Surface-shielded DNA delivery systems have been synthesized with virus-like characteristics that target gene expression into distant tumor tissues. Polyethylenimine (PEI)/DNA complexes ('polyplexes') conjugated with the cell-binding ligand transferrin (Tf) or epidermal growth factor (EGF) were used to achieve receptor-mediated endocytosis. The surface charge of the complexes was masked by covalently linking PEI to polyethylene glycol (PEG). Three alternatives for generating these surface-shielded formulations were utilized, attaching ligand and PEG molecules to PEI either before or after DNA complex formation. The stabilized formulations could be ultra-concentrated, stored frozen, and applied systemically after thawing. Intravenous injection of Tf-PEG-coated polyplexes resulted in gene transfer to subcutaneous Neuro2a neuroblastoma tumors of syngeneic A/J mice; EGF-PEG-coated polyplexes were intravenously applied for targeting human hepatocellular carcinoma xenografts in SCID mice.
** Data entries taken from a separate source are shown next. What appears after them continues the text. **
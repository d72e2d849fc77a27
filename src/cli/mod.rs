//! CLI Module
//!
//! Command-line front end for rendering audio offline and checking model
//! documents.

pub mod commands;

use clap::{Args, Parser, Subcommand};
use std::path::PathBuf;

/// neuralfx - neural amp/effect model processor
#[derive(Parser, Debug)]
#[command(name = "neuralfx")]
#[command(version, about, long_about = None)]
pub struct Cli {
    /// Enable verbose output
    #[arg(short, long, global = true)]
    pub verbose: bool,

    #[command(subcommand)]
    pub command: Option<Commands>,
}

#[derive(Subcommand, Debug)]
pub enum Commands {
    /// Render a mono WAV file through a model bundle
    #[command(name = "process")]
    Process(ProcessArgs),

    /// Print the descriptor of a model document
    #[command(name = "inspect")]
    Inspect {
        /// Model document, or a bundle directory containing model.json
        path: PathBuf,
    },

    /// Find and validate every model document under a directory
    #[command(name = "scan")]
    Scan {
        /// Directory to search
        dir: PathBuf,

        /// Maximum directory depth
        #[arg(long, default_value_t = 4)]
        max_depth: usize,
    },
}

/// Options for `process`
#[derive(Args, Debug, Clone)]
pub struct ProcessArgs {
    /// Input WAV file (mono)
    pub input: PathBuf,

    /// Output WAV file
    pub output: PathBuf,

    /// Bundle directory holding the model document
    #[arg(short, long)]
    pub bundle: PathBuf,

    /// Engine configuration (JSON)
    #[arg(short, long)]
    pub config: Option<PathBuf>,

    /// First conditioning parameter
    #[arg(long, default_value_t = 0.0)]
    pub param1: f32,

    /// Second conditioning parameter
    #[arg(long, default_value_t = 0.0)]
    pub param2: f32,

    /// Linear master gain
    #[arg(long, default_value_t = 1.0)]
    pub master: f32,

    /// Copy the input instead of running the model
    #[arg(long)]
    pub bypass: bool,

    /// Samples per processing block
    #[arg(long, default_value_t = 256)]
    pub block_size: usize,

    /// Output bit depth: 16, 24 or 32 (float)
    #[arg(long, default_value_t = 24)]
    pub bit_depth: u16,

    /// Render even if the model fails to load
    #[arg(long)]
    pub allow_unloaded: bool,
}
In these models, luciferase marker gene expression levels in tumor tissues were 10- to 100-fold higher than in other organ tissues. Repeated systemic application of Tf-PEG-PEI/DNA complexes encoding tumor necrosis factor alpha (TNF-alpha) into tumor-bearing mice induced tumor necrosis and inhibition of tumor growth in three murine tumor models of different tissue origin (Neuro2a, M-3 or B16 melanoma).